**Task requirements:**
Make an exact copy of the lines starting at the top of the listing below and ending at the line that contains "predicate), releases the", inclusive.

**Extracted information:**

::::::

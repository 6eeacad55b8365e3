//! # Subscription Table
//!
//! Per-event-type subscription lists in registration order, bounded to
//! [`MAX_EVENT_SUBSCRIBERS`](crate::MAX_EVENT_SUBSCRIBERS) live entries.
//!
//! The dispatcher never holds a borrow into the table while a handler runs.
//! It takes a [`Candidate`] snapshot (id, handler, predicate), releases the
//! lock, and comes back by id to consume rate-limit budget and record
//! analytics. A subscription removed in between is simply skipped.

use super::event::{Event, EventTypeId};
use super::priority::Priority;
use crate::error::BusError;
use crate::ports::inbound::{EventHandler, EventPredicate};
use serde::{Deserialize, Serialize};
use std::collections::HashMap;
use std::fmt;
use std::sync::Arc;

/// Length of the rate-limit window.
pub const RATE_WINDOW_US: u64 = 1_000_000;

/// Subscription handle. `0` is never issued.
#[derive(Debug, Clone, Copy, PartialEq, Eq, PartialOrd, Ord, Hash, Serialize, Deserialize)]
pub struct SubscriptionId(u32);

impl SubscriptionId {
    /// The reserved invalid id.
    pub const INVALID: Self = Self(0);

    #[must_use]
    pub fn new(raw: u32) -> Self {
        Self(raw)
    }

    #[must_use]
    pub fn get(self) -> u32 {
        self.0
    }

    #[must_use]
    pub fn is_valid(self) -> bool {
        self.0 != 0
    }
}

impl fmt::Display for SubscriptionId {
    fn fmt(&self, f: &mut fmt::Formatter<'_>) -> fmt::Result {
        write!(f, "#{}", self.0)
    }
}

/// Filtering knobs for a subscription.
#[derive(Clone)]
pub struct SubscriptionOptions {
    /// Events less urgent than this are skipped. `Background` accepts all.
    pub min_priority: Priority,
    /// Skip events for which this returns `false`.
    pub predicate: Option<EventPredicate>,
    /// Handler invocations per second; 0 is unlimited.
    pub rate_limit_per_second: u32,
}

impl SubscriptionOptions {
    #[must_use]
    pub fn new() -> Self {
        Self {
            min_priority: Priority::Background,
            predicate: None,
            rate_limit_per_second: 0,
        }
    }

    #[must_use]
    pub fn with_min_priority(mut self, min: Priority) -> Self {
        self.min_priority = min;
        self
    }

    #[must_use]
    pub fn with_predicate<P>(mut self, predicate: P) -> Self
    where
        P: Fn(&Event) -> bool + Send + Sync + 'static,
    {
        self.predicate = Some(Arc::new(predicate));
        self
    }

    #[must_use]
    pub fn with_rate_limit(mut self, per_second: u32) -> Self {
        self.rate_limit_per_second = per_second;
        self
    }
}

impl Default for SubscriptionOptions {
    fn default() -> Self {
        Self::new()
    }
}

impl fmt::Debug for SubscriptionOptions {
    fn fmt(&self, f: &mut fmt::Formatter<'_>) -> fmt::Result {
        f.debug_struct("SubscriptionOptions")
            .field("min_priority", &self.min_priority)
            .field("has_predicate", &self.predicate.is_some())
            .field("rate_limit_per_second", &self.rate_limit_per_second)
            .finish()
    }
}

/// Per-subscription analytics snapshot.
#[derive(Debug, Clone, Copy, Default, PartialEq, Eq, Serialize, Deserialize)]
pub struct SubscriptionStats {
    pub total_callbacks: u64,
    pub total_processing_time_us: u64,
    pub last_processing_time_us: u64,
    pub last_callback_time_us: u64,
    /// Invocations skipped because the rate limit was exhausted.
    pub rate_limited: u64,
}

/// Rolling one-second invocation window.
#[derive(Debug, Clone, Copy, Default)]
struct RateWindow {
    window_start_us: u64,
    count: u32,
}

impl RateWindow {
    /// Take one slot if available.
    fn try_consume(&mut self, limit: u32, now_us: u64) -> bool {
        if limit == 0 {
            return true;
        }
        if self.count == 0 || now_us.saturating_sub(self.window_start_us) >= RATE_WINDOW_US {
            self.window_start_us = now_us;
            self.count = 0;
        }
        if self.count >= limit {
            return false;
        }
        self.count += 1;
        true
    }
}

struct Subscription {
    id: SubscriptionId,
    subscriber_system_id: u32,
    handler: Arc<dyn EventHandler>,
    options: SubscriptionOptions,
    window: RateWindow,
    stats: SubscriptionStats,
    active: bool,
}

/// What the dispatcher needs to run one subscriber outside the lock.
#[derive(Clone)]
pub struct Candidate {
    pub id: SubscriptionId,
    pub handler: Arc<dyn EventHandler>,
    pub predicate: Option<EventPredicate>,
}

impl fmt::Debug for Candidate {
    fn fmt(&self, f: &mut fmt::Formatter<'_>) -> fmt::Result {
        f.debug_struct("Candidate").field("id", &self.id).finish()
    }
}

/// Result of asking for rate-limit budget.
#[derive(Debug, Clone, Copy, PartialEq, Eq)]
pub enum Admission {
    Admitted,
    RateLimited,
    /// Unsubscribed or paused since the candidate snapshot was taken.
    Gone,
}

pub struct SubscriptionTable {
    by_type: HashMap<EventTypeId, Vec<Subscription>>,
    type_of: HashMap<SubscriptionId, EventTypeId>,
    next_id: u32,
    limit: usize,
}

impl SubscriptionTable {
    #[must_use]
    pub fn new(limit: usize) -> Self {
        Self {
            by_type: HashMap::new(),
            type_of: HashMap::new(),
            next_id: 1,
            limit,
        }
    }

    /// Live subscriptions.
    #[must_use]
    pub fn len(&self) -> usize {
        self.type_of.len()
    }

    #[must_use]
    pub fn is_empty(&self) -> bool {
        self.type_of.is_empty()
    }

    /// Add a subscription at the end of its type's list.
    ///
    /// # Errors
    ///
    /// `SubscriberTableFull` when the live count is at the limit.
    pub fn insert(
        &mut self,
        event_type_id: EventTypeId,
        subscriber_system_id: u32,
        handler: Arc<dyn EventHandler>,
        options: SubscriptionOptions,
    ) -> Result<SubscriptionId, BusError> {
        if self.len() >= self.limit {
            return Err(BusError::SubscriberTableFull { limit: self.limit });
        }
        let id = SubscriptionId(self.next_id);
        self.next_id = self.next_id.wrapping_add(1).max(1);

        self.by_type
            .entry(event_type_id)
            .or_default()
            .push(Subscription {
                id,
                subscriber_system_id,
                handler,
                options,
                window: RateWindow::default(),
                stats: SubscriptionStats::default(),
                active: true,
            });
        self.type_of.insert(id, event_type_id);
        Ok(id)
    }

    /// Remove one subscription. `false` if it does not exist.
    pub fn remove(&mut self, id: SubscriptionId) -> bool {
        let Some(type_id) = self.type_of.remove(&id) else {
            return false;
        };
        if let Some(list) = self.by_type.get_mut(&type_id) {
            list.retain(|s| s.id != id);
            if list.is_empty() {
                self.by_type.remove(&type_id);
            }
        }
        true
    }

    /// Remove every subscription created by `system_id`. Returns the count.
    pub fn remove_system(&mut self, system_id: u32) -> usize {
        let type_of = &mut self.type_of;
        let mut removed = 0;
        self.by_type.retain(|_, list| {
            list.retain(|s| {
                let keep = s.subscriber_system_id != system_id;
                if !keep {
                    type_of.remove(&s.id);
                    removed += 1;
                }
                keep
            });
            !list.is_empty()
        });
        removed
    }

    /// Pause or resume a subscription. `false` if it does not exist.
    pub fn set_active(&mut self, id: SubscriptionId, active: bool) -> bool {
        match self.get_mut(id) {
            Some(sub) => {
                sub.active = active;
                true
            }
            None => false,
        }
    }

    /// Active subscriptions for `type_id` whose minimum priority `priority`
    /// meets, in registration order.
    #[must_use]
    pub fn candidates(&self, type_id: EventTypeId, priority: Priority) -> Vec<Candidate> {
        self.by_type
            .get(&type_id)
            .map(|list| {
                list.iter()
                    .filter(|s| s.active && priority.meets(s.options.min_priority))
                    .map(|s| Candidate {
                        id: s.id,
                        handler: Arc::clone(&s.handler),
                        predicate: s.options.predicate.clone(),
                    })
                    .collect()
            })
            .unwrap_or_default()
    }

    /// Consume one slot of the subscription's rate-limit window.
    pub fn admit(&mut self, id: SubscriptionId, now_us: u64) -> Admission {
        let Some(sub) = self.get_mut(id) else {
            return Admission::Gone;
        };
        if !sub.active {
            return Admission::Gone;
        }
        if sub.window.try_consume(sub.options.rate_limit_per_second, now_us) {
            Admission::Admitted
        } else {
            sub.stats.rate_limited += 1;
            Admission::RateLimited
        }
    }

    /// Fold one handler invocation into the subscription's analytics.
    pub fn record_callback(&mut self, id: SubscriptionId, elapsed_us: u64, finished_at_us: u64) {
        if let Some(sub) = self.get_mut(id) {
            sub.stats.total_callbacks += 1;
            sub.stats.total_processing_time_us += elapsed_us;
            sub.stats.last_processing_time_us = elapsed_us;
            sub.stats.last_callback_time_us = finished_at_us;
        }
    }

    #[must_use]
    pub fn stats(&self, id: SubscriptionId) -> Option<SubscriptionStats> {
        self.get(id).map(|s| s.stats)
    }

    fn get(&self, id: SubscriptionId) -> Option<&Subscription> {
        let type_id = self.type_of.get(&id)?;
        self.by_type.get(type_id)?.iter().find(|s| s.id == id)
    }

    fn get_mut(&mut self, id: SubscriptionId) -> Option<&mut Subscription> {
        let type_id = self.type_of.get(&id)?;
        self.by_type.get_mut(type_id)?.iter_mut().find(|s| s.id == id)
    }
}

impl fmt::Debug for SubscriptionTable {
    fn fmt(&self, f: &mut fmt::Formatter<'_>) -> fmt::Result {
        f.debug_struct("SubscriptionTable")
            .field("live", &self.len())
            .field("types", &self.by_type.len())
            .field("limit", &self.limit)
            .finish()
    }
}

::::::

**Task answer:**
repository 6eeacad55b8365e3
//! # Subscription Table
//!
//! Per-event-type subscription lists in registration order, bounded to
//! [`MAX_EVENT_SUBSCRIBERS`](crate::MAX_EVENT_SUBSCRIBERS) live entries.
//!
//! The dispatcher never holds a borrow into the table while a handler runs.
//! It takes a [`Candidate`] snapshot (id, handler, predicate), releases the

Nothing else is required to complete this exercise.